SDDM step 2: create first iteration of RDF multi-relational directed graph

Step 2 of the SDDM process focuses on conversion of the scenario into a multi-relational directed graph. To convert the scenario into a MRDG, BioSITES scenario ontology and Protégé [20] are used to re-write the scenario into a RDF/XML document. Creation of the RDF graph begins with a single node, representing the BioSITES scenario document (Figure 4, node 1). RDF statements then connect the BioSITES scenario to resources on the Semantic Web. This example scenario is based on the PubMed article 19770275, so the Scenario:sourceArticle property was used to connect the scenario object to the Bio2RDF_pubmed:19770275 article (Figure 4, node 16). This indirectly links MESH terms [23], GO terms [24], PubMed articles [22] and similar entities already connected via the Bio2RDF project. These terms and articles can be used to find scenarios that are related. This multi-relational directed graph is not a static entity, as more information is identified; the graph is updated (See step 3, 4 and 5). This multi-relational directed graph links resources already on the Semantic Web into a data structure that is used by BioSITES sensors. The result at this stage is a minimal graph in that it only represents what was included in the scenario with direct links to extermal resources on the Semantic Web. The multi-relational directed graph constructed in this step of the SDDM process links location (GeoNames [21]), Dates (scenario:events), and molecular objects (Bio2RDF [13] resources).

Figure 4
figure 4

A simplified view of the results from the SDDM process. Five different ontologies are used in the construction of this multi-relationship graph: the Scenario Ontology (abbreviated with a colon, :), Bio2RDF (abbreviated with Bio2RDF_X where X is a namespace tag e.g. if X = PubMed, then Bio2RDF_PubMed =, GeoNames, ProMed, and DBPedia. The SDDM process created all edges in the example, and all nodes in black and white. Bio2RDF (Blue), GeoNames (Green), and DBPedia (Purple) nodes already existed on the Semantic Web. Red nodes representing ProMed mail articles are integrated using an RDFizer as part of the SDDM process. The NDM-1 example created RDF individuals corresponding to Wikipedia articles, InterProScan models, PubMed articles, ProMed articles, Gene Ontology terms, a scenario, catalogs, events, outbreaks, NCBI sequences (gi numbers), and GeoName locations. The nodes and edges diagrammed in this figure are physically stored in 5 locations: Bio2RDF nodes marked in blue are stored on the main Bio2RDF server or an acceptable mirror, GeoNames nodes marked in green are stored on the GeoNames infrastructure, DBPedia nodes marked in purple are stored on the DBPedia servers or a mirror, ProMed nodes marked in red are stored in a local graph database (Neo4j), and nodes and relations identified in the scenario, marked in black, are stored in a local RDF database on the machine where the scenario is built.

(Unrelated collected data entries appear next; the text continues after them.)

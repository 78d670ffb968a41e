//! CLI argument definitions using the clap derive API.
//!
//! This module is the *only* place that knows about argument names, aliases,
//! help text, and value enums.  No business logic lives here.

use std::path::PathBuf;

use clap::{Args, Parser, Subcommand, ValueEnum};

pub mod global;
pub use global::{GlobalArgs, OutputFormat};

// ── Top-level CLI ─────────────────────────────────────────────────────────────

/// Main CLI entry-point.
#[derive(Debug, Parser)]
#[command(
    name    = "appgen",
    bin_name = "appgen",
    version  = env!("CARGO_PKG_VERSION"),
    author   = env!("CARGO_PKG_AUTHORS"),
    about    = "Doctrine model scaffolding",
    long_about = "appgen generates a consistent set of PHP classes for one \
                  Doctrine entity: the entity, its data object and factories, \
                  a repository, a facade, a not-found exception and events.",
    after_help = "EXAMPLES:\n\
        \x20 appgen model                       # interactive wizard\n\
        \x20 appgen model --spec user.toml\n\
        \x20 appgen model --spec user.toml --dry-run --output-format json\n\
        \x20 appgen completions bash > /usr/share/bash-completion/completions/appgen",
    arg_required_else_help = true,
    subcommand_required    = true,
)]
pub struct Cli {
    /// Flags available on every subcommand.
    #[command(flatten)]
    pub global: GlobalArgs,

    /// Subcommand to execute.
    #[command(subcommand)]
    pub command: Commands,
}

// ── Subcommands ───────────────────────────────────────────────────────────────

/// All available subcommands.
#[derive(Debug, Subcommand)]
pub enum Commands {
    /// Generate the classes for one entity.
    #[command(
        visible_alias = "m",
        about = "Generate model classes",
        after_help = "EXAMPLES:\n\
            \x20 appgen model\n\
            \x20 appgen model --spec models/book.toml --app-dir src"
    )]
    Model(ModelArgs),

    /// Initialise an appgen configuration file.
    #[command(
        about = "Initialise configuration",
        after_help = "EXAMPLES:\n\
            \x20 appgen init           # .appgen.toml in the current directory\n\
            \x20 appgen init --global  # user configuration directory"
    )]
    Init(InitArgs),

    /// Generate shell completion scripts.
    #[command(
        about = "Generate shell completions",
        after_help = "EXAMPLES:\n\
            \x20 appgen completions bash > ~/.local/share/bash-completion/completions/appgen\n\
            \x20 appgen completions zsh  > ~/.zfunc/_appgen\n\
            \x20 appgen completions fish > ~/.config/fish/completions/appgen.fish"
    )]
    Completions(CompletionsArgs),

    /// Inspect the appgen configuration.
    #[command(
        about = "Configuration management",
        subcommand,
        after_help = "EXAMPLES:\n\
            \x20 appgen config get model.id_type\n\
            \x20 appgen config list\n\
            \x20 appgen config path"
    )]
    Config(ConfigCommands),
}

// ── model ─────────────────────────────────────────────────────────────────────

/// Arguments for `appgen model`.
#[derive(Debug, Args)]
pub struct ModelArgs {
    /// Model definition file; without it the interactive wizard runs.
    #[arg(
        short = 's',
        long = "spec",
        value_name = "FILE",
        help = "Model definition (.toml or .json) instead of the wizard"
    )]
    pub spec: Option<PathBuf>,

    /// Application source directory; overrides `app_dir` from config.
    #[arg(
        short = 'd',
        long = "app-dir",
        value_name = "DIR",
        help = "Application source directory (default: config app_dir)"
    )]
    pub app_dir: Option<PathBuf>,

    /// Render everything but write nothing.
    #[arg(long = "dry-run", help = "Show what would be written without writing")]
    pub dry_run: bool,
}

// ── init ──────────────────────────────────────────────────────────────────────

/// Arguments for `appgen init`.
#[derive(Debug, Args)]
pub struct InitArgs {
    /// Write to the user configuration directory instead of `.appgen.toml`.
    #[arg(long = "global", help = "Create global configuration")]
    pub global: bool,

    /// Overwrite an existing config file.
    #[arg(short = 'f', long = "force", help = "Overwrite existing configuration")]
    pub force: bool,
}

// ── completions ───────────────────────────────────────────────────────────────

/// Arguments for `appgen completions`.
#[derive(Debug, Args)]
pub struct CompletionsArgs {
    /// Target shell.
    #[arg(value_enum, help = "Shell to generate completions for")]
    pub shell: Shell,
}

/// Supported shells for completion generation.
#[derive(Debug, Clone, Copy, ValueEnum)]
pub enum Shell {
    Bash,
    Zsh,
    Fish,
    PowerShell,
    Elvish,
}

// ── config subcommands ────────────────────────────────────────────────────────

/// Subcommands for `appgen config`.
#[derive(Debug, Subcommand)]
pub enum ConfigCommands {
    /// Print the value of a configuration key.
    Get {
        /// Dotted key path, e.g. `model.id_type`.
        key: String,
    },
    /// Print all configuration values.
    List,
    /// Print the path of the configuration file in effect.
    Path,
}

// ── tests ─────────────────────────────────────────────────────────────────────

#[cfg(test)]
mod tests {
    use super::*;
    use clap::CommandFactory;

    #[test]
    fn verify_cli_structure() {
        Cli::command().debug_assert();
    }

    #[test]
    fn parse_model_command() {
        let cli = Cli::parse_from([
            "appgen",
            "model",
            "--spec",
            "user.toml",
            "--app-dir",
            "src",
            "--dry-run",
        ]);
        let Commands::Model(args) = cli.command else {
            panic!("expected model command");
        };
        assert_eq!(args.spec, Some(PathBuf::from("user.toml")));
        assert_eq!(args.app_dir, Some(PathBuf::from("src")));
        assert!(args.dry_run);
    }

    #[test]
    fn model_alias() {
        let cli = Cli::parse_from(["appgen", "m"]);
        assert!(matches!(cli.command, Commands::Model(ModelArgs { spec: None, .. })));
    }

    #[test]
    fn global_flags_after_subcommand() {
        let cli = Cli::parse_from(["appgen", "config", "list", "-vv", "--output-format", "json"]);
        assert_eq!(cli.global.verbose, 2);
        assert_eq!(cli.global.output_format, OutputFormat::Json);
    }

    #[test]
    fn quiet_and_verbose_conflict() {
        let result = Cli::try_parse_from(["appgen", "--quiet", "--verbose", "config", "list"]);
        assert!(result.is_err());
    }
}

SDDM step 3: identify and convert to RDF those resources required by the scenario but absent in the Semantic Web

The construction of the two catalogs described in the scenario, NDM-1 genes and ProMed articles related to NDM-1 (Catalog_1 and Catalog_2 respectively), illustrates two common situations. The first situation links elements in the scenario document to elements that already exist (or will soon exist via a 3rd party update) in the Semantic Web using RDF statements. The second situation involves creating new Semantic Web content by RDFizing data represented in traditional structures and then linking the scenario document elements to the newly created Semantic Web content.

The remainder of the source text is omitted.